- **What to work on**
Repeat, line for line, the entries below from the first line to the line containing "flushes the whole", counting both ends.

==== Source material ====

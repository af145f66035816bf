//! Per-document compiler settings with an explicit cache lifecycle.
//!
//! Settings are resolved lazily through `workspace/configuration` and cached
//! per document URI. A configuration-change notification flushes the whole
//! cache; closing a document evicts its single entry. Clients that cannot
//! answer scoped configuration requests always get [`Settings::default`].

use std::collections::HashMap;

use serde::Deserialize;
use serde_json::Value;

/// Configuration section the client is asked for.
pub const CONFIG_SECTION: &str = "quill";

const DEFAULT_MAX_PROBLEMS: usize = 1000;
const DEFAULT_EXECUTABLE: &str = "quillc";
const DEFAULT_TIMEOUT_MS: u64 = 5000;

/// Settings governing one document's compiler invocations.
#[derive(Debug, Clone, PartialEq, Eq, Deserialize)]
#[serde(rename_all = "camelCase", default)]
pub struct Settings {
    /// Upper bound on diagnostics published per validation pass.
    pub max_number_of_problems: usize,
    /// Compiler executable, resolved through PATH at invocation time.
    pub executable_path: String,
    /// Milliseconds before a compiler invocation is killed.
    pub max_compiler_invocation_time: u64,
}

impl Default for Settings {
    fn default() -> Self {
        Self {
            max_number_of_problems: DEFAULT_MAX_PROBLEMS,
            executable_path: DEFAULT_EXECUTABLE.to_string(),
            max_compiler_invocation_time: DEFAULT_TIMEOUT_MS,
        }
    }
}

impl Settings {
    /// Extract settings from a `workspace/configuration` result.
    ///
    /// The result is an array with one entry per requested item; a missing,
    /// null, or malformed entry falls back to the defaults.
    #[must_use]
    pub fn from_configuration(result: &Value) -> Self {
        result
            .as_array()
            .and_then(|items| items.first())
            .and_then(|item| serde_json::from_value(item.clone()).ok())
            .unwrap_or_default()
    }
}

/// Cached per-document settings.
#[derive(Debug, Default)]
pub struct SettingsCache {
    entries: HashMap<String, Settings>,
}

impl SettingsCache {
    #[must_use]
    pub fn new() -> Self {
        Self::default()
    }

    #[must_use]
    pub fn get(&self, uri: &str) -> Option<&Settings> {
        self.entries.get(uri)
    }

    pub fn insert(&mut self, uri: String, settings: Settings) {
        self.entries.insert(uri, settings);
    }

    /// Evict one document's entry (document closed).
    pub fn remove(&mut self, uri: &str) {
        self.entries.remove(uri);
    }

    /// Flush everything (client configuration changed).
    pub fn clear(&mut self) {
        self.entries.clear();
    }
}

====

- **The answer**
repository af145f66035816bf
//! Per-document compiler settings with an explicit cache lifecycle.
//!
//! Settings are resolved lazily through `workspace/configuration` and cached
//! per document URI. A configuration-change notification flushes the whole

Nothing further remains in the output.